Filter the entries, keeping every line with the word "tolerance".

=====

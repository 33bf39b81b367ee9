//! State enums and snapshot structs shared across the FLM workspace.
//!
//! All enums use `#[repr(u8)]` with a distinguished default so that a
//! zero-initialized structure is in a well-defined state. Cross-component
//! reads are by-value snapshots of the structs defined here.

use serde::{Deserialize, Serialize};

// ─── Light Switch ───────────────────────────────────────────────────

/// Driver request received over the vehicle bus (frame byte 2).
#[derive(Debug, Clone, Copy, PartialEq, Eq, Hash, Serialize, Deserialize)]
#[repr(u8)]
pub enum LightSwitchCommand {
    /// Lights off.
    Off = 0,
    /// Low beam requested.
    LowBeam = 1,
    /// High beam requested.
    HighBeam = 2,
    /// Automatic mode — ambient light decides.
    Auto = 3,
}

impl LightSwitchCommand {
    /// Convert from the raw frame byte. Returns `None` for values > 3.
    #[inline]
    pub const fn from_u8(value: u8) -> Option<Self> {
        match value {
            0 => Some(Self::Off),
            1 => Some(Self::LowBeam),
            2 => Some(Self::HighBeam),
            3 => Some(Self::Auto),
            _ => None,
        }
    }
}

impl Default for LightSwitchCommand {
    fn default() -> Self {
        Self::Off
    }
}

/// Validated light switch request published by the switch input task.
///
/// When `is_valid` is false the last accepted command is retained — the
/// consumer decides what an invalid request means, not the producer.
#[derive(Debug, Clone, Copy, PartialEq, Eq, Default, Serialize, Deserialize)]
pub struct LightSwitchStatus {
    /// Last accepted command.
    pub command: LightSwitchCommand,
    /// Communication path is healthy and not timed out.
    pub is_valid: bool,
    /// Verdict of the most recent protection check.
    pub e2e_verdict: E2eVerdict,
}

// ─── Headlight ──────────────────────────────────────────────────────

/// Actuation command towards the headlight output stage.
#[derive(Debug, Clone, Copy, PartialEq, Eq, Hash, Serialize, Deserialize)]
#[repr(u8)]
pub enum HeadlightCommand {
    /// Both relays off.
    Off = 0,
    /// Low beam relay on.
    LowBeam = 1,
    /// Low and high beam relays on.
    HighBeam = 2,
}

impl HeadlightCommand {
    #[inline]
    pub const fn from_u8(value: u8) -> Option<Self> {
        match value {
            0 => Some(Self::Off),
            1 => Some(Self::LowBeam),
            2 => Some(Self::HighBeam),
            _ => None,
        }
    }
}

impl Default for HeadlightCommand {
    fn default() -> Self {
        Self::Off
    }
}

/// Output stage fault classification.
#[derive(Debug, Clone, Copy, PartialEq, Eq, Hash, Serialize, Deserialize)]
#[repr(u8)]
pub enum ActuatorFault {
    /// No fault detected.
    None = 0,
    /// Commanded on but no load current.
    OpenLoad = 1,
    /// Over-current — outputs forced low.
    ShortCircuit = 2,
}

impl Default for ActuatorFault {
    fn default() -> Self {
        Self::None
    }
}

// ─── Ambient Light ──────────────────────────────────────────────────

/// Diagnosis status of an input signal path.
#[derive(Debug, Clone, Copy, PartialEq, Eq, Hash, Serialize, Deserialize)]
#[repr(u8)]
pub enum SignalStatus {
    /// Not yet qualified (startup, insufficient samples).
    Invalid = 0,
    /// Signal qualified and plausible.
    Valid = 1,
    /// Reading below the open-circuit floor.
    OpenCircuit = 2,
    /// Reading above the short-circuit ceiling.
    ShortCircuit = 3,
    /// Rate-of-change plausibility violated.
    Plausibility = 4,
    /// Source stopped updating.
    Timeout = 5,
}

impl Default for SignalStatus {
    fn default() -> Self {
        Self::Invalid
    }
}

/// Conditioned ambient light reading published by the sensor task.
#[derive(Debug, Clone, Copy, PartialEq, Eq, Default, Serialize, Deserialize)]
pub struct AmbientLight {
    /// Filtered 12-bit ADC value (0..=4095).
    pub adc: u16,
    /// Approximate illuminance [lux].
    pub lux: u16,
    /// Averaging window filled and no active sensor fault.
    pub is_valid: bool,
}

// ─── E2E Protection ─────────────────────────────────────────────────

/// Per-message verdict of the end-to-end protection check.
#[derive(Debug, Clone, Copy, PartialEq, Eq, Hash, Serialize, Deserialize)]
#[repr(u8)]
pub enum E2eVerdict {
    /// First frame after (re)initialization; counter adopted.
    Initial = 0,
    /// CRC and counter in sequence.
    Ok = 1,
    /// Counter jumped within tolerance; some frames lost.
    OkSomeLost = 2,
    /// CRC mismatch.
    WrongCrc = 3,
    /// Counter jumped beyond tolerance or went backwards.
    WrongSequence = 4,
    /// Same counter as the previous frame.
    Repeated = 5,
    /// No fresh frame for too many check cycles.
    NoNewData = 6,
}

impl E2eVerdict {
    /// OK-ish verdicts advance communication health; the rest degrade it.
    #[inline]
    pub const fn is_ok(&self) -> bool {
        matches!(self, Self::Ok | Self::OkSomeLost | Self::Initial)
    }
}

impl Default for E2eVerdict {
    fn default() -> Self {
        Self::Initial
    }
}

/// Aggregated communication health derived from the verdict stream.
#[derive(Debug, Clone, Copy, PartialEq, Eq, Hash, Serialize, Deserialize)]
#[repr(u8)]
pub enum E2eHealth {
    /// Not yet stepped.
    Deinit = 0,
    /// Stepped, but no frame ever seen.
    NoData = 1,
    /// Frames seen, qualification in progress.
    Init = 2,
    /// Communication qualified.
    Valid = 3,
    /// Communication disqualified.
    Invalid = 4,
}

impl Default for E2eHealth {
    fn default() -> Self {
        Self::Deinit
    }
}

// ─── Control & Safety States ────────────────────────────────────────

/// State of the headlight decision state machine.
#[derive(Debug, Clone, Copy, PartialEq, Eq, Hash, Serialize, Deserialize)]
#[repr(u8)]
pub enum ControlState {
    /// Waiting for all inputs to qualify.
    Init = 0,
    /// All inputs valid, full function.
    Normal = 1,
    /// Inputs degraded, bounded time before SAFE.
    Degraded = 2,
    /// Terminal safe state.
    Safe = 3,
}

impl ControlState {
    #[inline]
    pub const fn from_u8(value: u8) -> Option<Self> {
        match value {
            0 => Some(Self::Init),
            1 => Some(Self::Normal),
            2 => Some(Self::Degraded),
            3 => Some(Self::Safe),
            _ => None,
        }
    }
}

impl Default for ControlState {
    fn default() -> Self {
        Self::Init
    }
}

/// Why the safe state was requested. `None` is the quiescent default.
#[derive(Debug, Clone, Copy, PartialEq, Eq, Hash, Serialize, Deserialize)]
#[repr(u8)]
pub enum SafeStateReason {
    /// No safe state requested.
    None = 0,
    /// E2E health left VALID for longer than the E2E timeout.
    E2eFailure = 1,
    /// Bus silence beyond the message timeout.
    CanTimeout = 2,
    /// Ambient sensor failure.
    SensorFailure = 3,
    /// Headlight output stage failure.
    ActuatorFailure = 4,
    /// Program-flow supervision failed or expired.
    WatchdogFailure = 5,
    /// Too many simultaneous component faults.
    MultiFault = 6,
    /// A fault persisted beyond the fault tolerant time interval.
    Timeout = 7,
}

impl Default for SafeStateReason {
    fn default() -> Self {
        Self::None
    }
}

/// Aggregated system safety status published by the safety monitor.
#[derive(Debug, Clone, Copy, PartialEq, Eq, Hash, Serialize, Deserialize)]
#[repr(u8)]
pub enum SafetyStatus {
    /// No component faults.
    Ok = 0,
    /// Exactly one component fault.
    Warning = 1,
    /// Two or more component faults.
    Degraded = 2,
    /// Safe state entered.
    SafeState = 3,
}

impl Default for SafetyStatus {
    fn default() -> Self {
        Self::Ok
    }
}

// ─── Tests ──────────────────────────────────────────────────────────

=====

(Solution below):
    /// Counter jumped within tolerance; some frames lost.
    /// Counter jumped beyond tolerance or went backwards.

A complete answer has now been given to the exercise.